• [WORK TASK] Please provide the entries below again, word for word.

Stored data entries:

//! Configuration for the updater and watchdog binaries.

use std::path::{Path, PathBuf};
use std::time::Duration;

use serde::{Deserialize, Serialize};

use crate::error::{Result, UpdateError};
use crate::watchdog::{ExitPolicy, Program};

/// Top-level configuration, read from TOML.
#[derive(Debug, Clone, Default, Serialize, Deserialize)]
#[serde(default)]
pub struct UpdaterConfig {
    /// Application name. Names the download directory and the state file.
    pub app_name: String,
    /// Version currently installed.
    pub current_version: String,
    /// Consider prerelease builds.
    pub prerelease: bool,
    /// Where updates come from.
    pub source: SourceConfig,
    /// Download settings.
    pub download: DownloadConfig,
    /// Supervised programs.
    pub watchdog: WatchdogConfig,
    /// Log output.
    pub log: LogConfig,
}

/// Kind of update source.
#[derive(Debug, Clone, Copy, Default, PartialEq, Eq, Serialize, Deserialize)]
#[serde(rename_all = "lowercase")]
pub enum SourceKind {
    /// GitHub releases with an electron-builder manifest (default).
    #[default]
    Github,
    /// A JSON update document at a URL.
    Remote,
    /// A JSON update file plus a local asset.
    Local,
}

/// Update source settings. Which fields matter depends on `kind`.
#[derive(Debug, Clone, Default, Serialize, Deserialize)]
#[serde(default)]
pub struct SourceConfig {
    /// Source kind.
    pub kind: SourceKind,
    /// `owner/name` for [`SourceKind::Github`].
    pub repo: String,
    /// Update document URL for [`SourceKind::Remote`].
    pub url: String,
    /// Update JSON file for [`SourceKind::Local`].
    pub path: Option<PathBuf>,
    /// Asset file for [`SourceKind::Local`].
    pub asset_path: Option<PathBuf>,
}

/// Download settings.
#[derive(Debug, Clone, Serialize, Deserialize)]
#[serde(default)]
pub struct DownloadConfig {
    /// Whole-download timeout in seconds. `0` disables the timeout.
    pub timeout_secs: u64,
    /// Reuse a previously downloaded asset when the server agrees it is current.
    pub use_etag: bool,
}

impl Default for DownloadConfig {
    fn default() -> Self {
        Self {
            timeout_secs: 600,
            use_etag: true,
        }
    }
}

impl DownloadConfig {
    /// The timeout, or `None` when disabled.
    pub fn timeout(&self) -> Option<Duration> {
        (self.timeout_secs > 0).then(|| Duration::from_secs(self.timeout_secs))
    }
}

/// Watchdog settings.
#[derive(Debug, Clone, Serialize, Deserialize)]
#[serde(default)]
pub struct WatchdogConfig {
    /// Minimum time between two launches of the same program.
    pub restart_delay_ms: u64,
    /// Programs to keep running.
    pub programs: Vec<ProgramConfig>,
}

impl Default for WatchdogConfig {
    fn default() -> Self {
        Self {
            restart_delay_ms: 10_000,
            programs: Vec::new(),
        }
    }
}

impl WatchdogConfig {
    /// Restart delay as a [`Duration`].
    pub fn restart_delay(&self) -> Duration {
        Duration::from_millis(self.restart_delay_ms)
    }

    /// Programs in the form the watchdog takes.
    pub fn programs(&self) -> Vec<Program> {
        self.programs.iter().map(ProgramConfig::to_program).collect()
    }
}

/// One supervised program.
#[derive(Debug, Clone, Default, Serialize, Deserialize)]
#[serde(default)]
pub struct ProgramConfig {
    /// Executable path.
    pub path: PathBuf,
    /// Arguments.
    pub args: Vec<String>,
    /// What a clean exit means.
    pub exit_on: ExitPolicy,
}

impl ProgramConfig {
    fn to_program(&self) -> Program {
        Program {
            path: self.path.clone(),
            args: self.args.clone(),
            exit_on: self.exit_on,
        }
    }
}

/// Log output settings.
#[derive(Debug, Clone, Serialize, Deserialize)]
#[serde(default)]
pub struct LogConfig {
    /// Default filter directive, overridden by `RUST_LOG`.
    pub level: String,
    /// Write daily-rolling log files here instead of stderr.
    pub dir: Option<PathBuf>,
}

impl Default for LogConfig {
    fn default() -> Self {
        Self {
            level: "updater=info".to_owned(),
            dir: None,
        }
    }
}

impl UpdaterConfig {
    /// Load configuration from a TOML file, falling back to defaults for missing fields.
    ///
    /// # Errors
    ///
    /// Returns [`UpdateError::Config`] if the file cannot be read or parsed.
    pub fn from_file(path: &Path) -> Result<Self> {
        let content = std::fs::read_to_string(path)
            .map_err(|e| UpdateError::Config(format!("cannot read {}: {e}", path.display())))?;
        toml::from_str(&content).map_err(|e| UpdateError::Config(e.to_string()))
    }

    /// Save configuration to a TOML file, creating parent directories as needed.
    ///
    /// # Errors
    ///
    /// Returns [`UpdateError::Config`] if the file cannot be written or the
    /// config cannot be serialized.
    pub fn save_to_file(&self, path: &Path) -> Result<()> {
        if let Some(parent) = path.parent() {
            std::fs::create_dir_all(parent).map_err(|e| {
                UpdateError::Config(format!("cannot create {}: {e}", parent.display()))
            })?;
        }
        let content =
            toml::to_string_pretty(self).map_err(|e| UpdateError::Config(e.to_string()))?;
        std::fs::write(path, content)
            .map_err(|e| UpdateError::Config(format!("cannot write {}: {e}", path.display())))
    }

    /// Default config file: `<config dir>/<app name>/updater.toml`.
    pub fn default_config_path(app_name: &str) -> Option<PathBuf> {
        dirs::config_dir().map(|d| d.join(app_name).join("updater.toml"))
    }
}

• [SOLVED PROBLEM]
//! Configuration for the updater and watchdog binaries.

use std::path::{Path, PathBuf};
use std::time::Duration;

use serde::{Deserialize, Serialize};

use crate::error::{Result, UpdateError};
use crate::watchdog::{ExitPolicy, Program};

/// Top-level configuration, read from TOML.
#[derive(Debug, Clone, Default, Serialize, Deserialize)]
#[serde(default)]
pub struct UpdaterConfig {
    /// Application name. Names the download directory and the state file.
    pub app_name: String,
    /// Version currently installed.
    pub current_version: String,
    /// Consider prerelease builds.
    pub prerelease: bool,
    /// Where updates come from.
    pub source: SourceConfig,
    /// Download settings.
    pub download: DownloadConfig,
    /// Supervised programs.
    pub watchdog: WatchdogConfig,
    /// Log output.
    pub log: LogConfig,
}

/// Kind of update source.
#[derive(Debug, Clone, Copy, Default, PartialEq, Eq, Serialize, Deserialize)]
#[serde(rename_all = "lowercase")]
pub enum SourceKind {
    /// GitHub releases with an electron-builder manifest (default).
    #[default]
    Github,
    /// A JSON update document at a URL.
    Remote,
    /// A JSON update file plus a local asset.
    Local,
}

/// Update source settings. Which fields matter depends on `kind`.
#[derive(Debug, Clone, Default, Serialize, Deserialize)]
#[serde(default)]
pub struct SourceConfig {
    /// Source kind.
    pub kind: SourceKind,
    /// `owner/name` for [`SourceKind::Github`].
    pub repo: String,
    /// Update document URL for [`SourceKind::Remote`].
    pub url: String,
    /// Update JSON file for [`SourceKind::Local`].
    pub path: Option<PathBuf>,
    /// Asset file for [`SourceKind::Local`].
    pub asset_path: Option<PathBuf>,
}

/// Download settings.
#[derive(Debug, Clone, Serialize, Deserialize)]
#[serde(default)]
pub struct DownloadConfig {
    /// Whole-download timeout in seconds. `0` disables the timeout.
    pub timeout_secs: u64,
    /// Reuse a previously downloaded asset when the server agrees it is current.
    pub use_etag: bool,
}

impl Default for DownloadConfig {
    fn default() -> Self {
        Self {
            timeout_secs: 600,
            use_etag: true,
        }
    }
}

impl DownloadConfig {
    /// The timeout, or `None` when disabled.
    pub fn timeout(&self) -> Option<Duration> {
        (self.timeout_secs > 0).then(|| Duration::from_secs(self.timeout_secs))
    }
}

/// Watchdog settings.
#[derive(Debug, Clone, Serialize, Deserialize)]
#[serde(default)]
pub struct WatchdogConfig {
    /// Minimum time between two launches of the same program.
    pub restart_delay_ms: u64,
    /// Programs to keep running.
    pub programs: Vec<ProgramConfig>,
}

impl Default for WatchdogConfig {
    fn default() -> Self {
        Self {
            restart_delay_ms: 10_000,
            programs: Vec::new(),
        }
    }
}

impl WatchdogConfig {
    /// Restart delay as a [`Duration`].
    pub fn restart_delay(&self) -> Duration {
        Duration::from_millis(self.restart_delay_ms)
    }

    /// Programs in the form the watchdog takes.
    pub fn programs(&self) -> Vec<Program> {
        self.programs.iter().map(ProgramConfig::to_program).collect()
    }
}

/// One supervised program.
#[derive(Debug, Clone, Default, Serialize, Deserialize)]
#[serde(default)]
pub struct ProgramConfig {
    /// Executable path.
    pub path: PathBuf,
    /// Arguments.
    pub args: Vec<String>,
    /// What a clean exit means.
    pub exit_on: ExitPolicy,
}

impl ProgramConfig {
    fn to_program(&self) -> Program {
        Program {
            path: self.path.clone(),
            args: self.args.clone(),
            exit_on: self.exit_on,
        }
    }
}

/// Log output settings.
#[derive(Debug, Clone, Serialize, Deserialize)]
#[serde(default)]
pub struct LogConfig {
    /// Default filter directive, overridden by `RUST_LOG`.
    pub level: String,
    /// Write daily-rolling log files here instead of stderr.
    pub dir: Option<PathBuf>,
}

impl Default for LogConfig {
    fn default() -> Self {
        Self {
            level: "updater=info".to_owned(),
            dir: None,
        }
    }
}

impl UpdaterConfig {
    /// Load configuration from a TOML file, falling back to defaults for missing fields.
    ///
    /// # Errors
    ///
    /// Returns [`UpdateError::Config`] if the file cannot be read or parsed.
    pub fn from_file(path: &Path) -> Result<Self> {
        let content = std::fs::read_to_string(path)
            .map_err(|e| UpdateError::Config(format!("cannot read {}: {e}", path.display())))?;
        toml::from_str(&content).map_err(|e| UpdateError::Config(e.to_string()))
    }

    /// Save configuration to a TOML file, creating parent directories as needed.
    ///
    /// # Errors
    ///
    /// Returns [`UpdateError::Config`] if the file cannot be written or the
    /// config cannot be serialized.
    pub fn save_to_file(&self, path: &Path) -> Result<()> {
        if let Some(parent) = path.parent() {
            std::fs::create_dir_all(parent).map_err(|e| {
                UpdateError::Config(format!("cannot create {}: {e}", parent.display()))
            })?;
        }
        let content =
            toml::to_string_pretty(self).map_err(|e| UpdateError::Config(e.to_string()))?;
        std::fs::write(path, content)
            .map_err(|e| UpdateError::Config(format!("cannot write {}: {e}", path.display())))
    }

    /// Default config file: `<config dir>/<app name>/updater.toml`.
    pub fn default_config_path(app_name: &str) -> Option<PathBuf> {
        dirs::config_dir().map(|d| d.join(app_name).join("updater.toml"))
    }
}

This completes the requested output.